Grüne wollen ersten Hauskauf steuerfrei stellen – und hohe Einkommen stärker mit einer Steuer belegen
Der Traum von den eigenen vier Wänden wird für viele Familien in Deutschland zunehmend schwerer erreichbar. Die Eigentumsquote hierzulande zählt zu den niedrigsten in Europa. Jetzt wollen die Grünen gegensteuern.
Der Einstieg ins eigene Zuhause könnte für viele Menschen wieder einfacher werden. Mit einem neuen Vorstoß wollen führende Grünen-Politikerinnen den Erwerb von Wohneigentum deutlich erleichtern – zumindest beim ersten Kauf.
In einem sogenannten Krisenaktionsplan schlagen Parteichefin Franziska Brantner und Fraktionschefin Katharina Dröge vor, den erstmaligen Kauf einer selbst genutzten Immobilie von der Grunderwerbsteuer zu befreien. „Familien sollten einmal im Leben die Chance haben, grunderwerbssteuerfrei eine selbst genutzte Immobilie zu erwerben“, heißt es in dem Papier, das dem „Spiegel“ vorliegt. Ziel sei es, den Vermögensaufbau breiter Bevölkerungsschichten zu erleichtern.
Flügelübergreifende Allianz gegen die Kostenlast
Im Gegenzug sehen die Grünen jedoch eine höhere steuerliche Belastung bei weiteren Immobilienkäufen vor. Für „alle folgenden Erwerbe“ solle eine höhere Grunderwerbsteuer fällig werden, heißt es weiter. Damit zielt der Vorschlag auch auf Investoren und Mehrfachkäufer.
Der Plan ist Teil eines umfassenderen Maßnahmenpakets, das unter dem Titel „Krisenaktionsplan für spürbare Entlastung und langfristige Resilienz“ steht. Bemerkenswert ist dabei: Der Vorstoß wird gemeinsam von Vertreterinnen unterschiedlicher Parteiflügel getragen – Brantner gilt als Realo, Dröge als Vertreterin des linken Flügels.
Entlastung für Betriebe – höhere Steuern für Topverdiener
Neben dem Immobilienmarkt nehmen die Grünen auch Unternehmen in den Blick. So soll die Stromsteuer für Haushalte sowie kleine und mittlere Betriebe gesenkt werden – und nicht nur, wie bislang häufig gefordert, für energieintensive Großindustrie.

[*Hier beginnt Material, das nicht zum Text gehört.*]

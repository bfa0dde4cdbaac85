use std::fmt;

use serde::{Deserialize, Serialize};
use ts_rs::TS;
use uuid::Uuid;

use crate::shared::error::ErrorDescriptor;

/// Identity of one in-flight bridge invocation.
///
/// Minted when the scripting side issues a call and carried through logs and
/// completion delivery. Never reused.
#[derive(Debug, Clone, Copy, PartialEq, Eq, Hash, Serialize, Deserialize, TS)]
#[ts(export, export_to = "bindings/")]
pub struct InvocationId(#[ts(type = "string")] Uuid);

impl InvocationId {
    pub fn new() -> Self {
        Self(Uuid::new_v4())
    }
}

impl Default for InvocationId {
    fn default() -> Self {
        Self::new()
    }
}

impl fmt::Display for InvocationId {
    fn fmt(&self, f: &mut fmt::Formatter<'_>) -> fmt::Result {
        self.0.fmt(f)
    }
}

/// The call envelope the scripting runtime sends across the boundary.
///
/// `text` is a single UTF-8 string, copied by value. The envelope performs no
/// validation; whether empty or malformed input is rejected is the receiving
/// method's decision.
#[derive(Debug, Clone, Serialize, Deserialize, TS)]
#[ts(export, export_to = "bindings/")]
pub struct MethodCall {
    pub module: String,
    pub method: String,
    pub text: String,
}

impl MethodCall {
    pub fn new(
        module: impl Into<String>,
        method: impl Into<String>,
        text: impl Into<String>,
    ) -> Self {
        Self {
            module: module.into(),
            method: method.into(),
            text: text.into(),
        }
    }
}

/// Terminal outcome of one invocation, as delivered to the scripting side.
///
/// Exactly one `Outcome` exists per invocation: either the translated text or
/// a structured error, never both and never neither.
#[derive(Debug, Clone, PartialEq, Serialize, Deserialize, TS)]
#[serde(tag = "status", rename_all = "snake_case")]
#[ts(export, export_to = "bindings/")]
pub enum Outcome {
    Resolved { result: String },
    Rejected { error: ErrorDescriptor },
}

impl Outcome {
    pub fn is_resolved(&self) -> bool {
        matches!(self, Outcome::Resolved { .. })
    }
}

impl From<Result<String, ErrorDescriptor>> for Outcome {
    fn from(res: Result<String, ErrorDescriptor>) -> Self {
        match res {
            Ok(result) => Outcome::Resolved { result },
            Err(error) => Outcome::Rejected { error },
        }
    }
}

Gleichzeitig sieht der Plan eine stärkere Belastung hoher Einkommen vor. Für sehr hohe Einkommen oberhalb des heutigen Spitzensteuersatzes soll eine zusätzliche Tarifstufe eingeführt werden. Ab einem zu versteuernden Einkommen von 120.000 Euro – und 240.000 Euro bei Paaren – soll der Steuersatz bei 45 Prozent beginnen und bei noch höheren Einkommen auf bis zu 48 Prozent steigen.
Damit kombinieren die Grünen Entlastungsversprechen für breite Bevölkerungsschichten mit gezielten Mehrbelastungen für Gutverdiener – und setzen in der Steuerpolitik auf eine deutlich stärkere Umverteilung.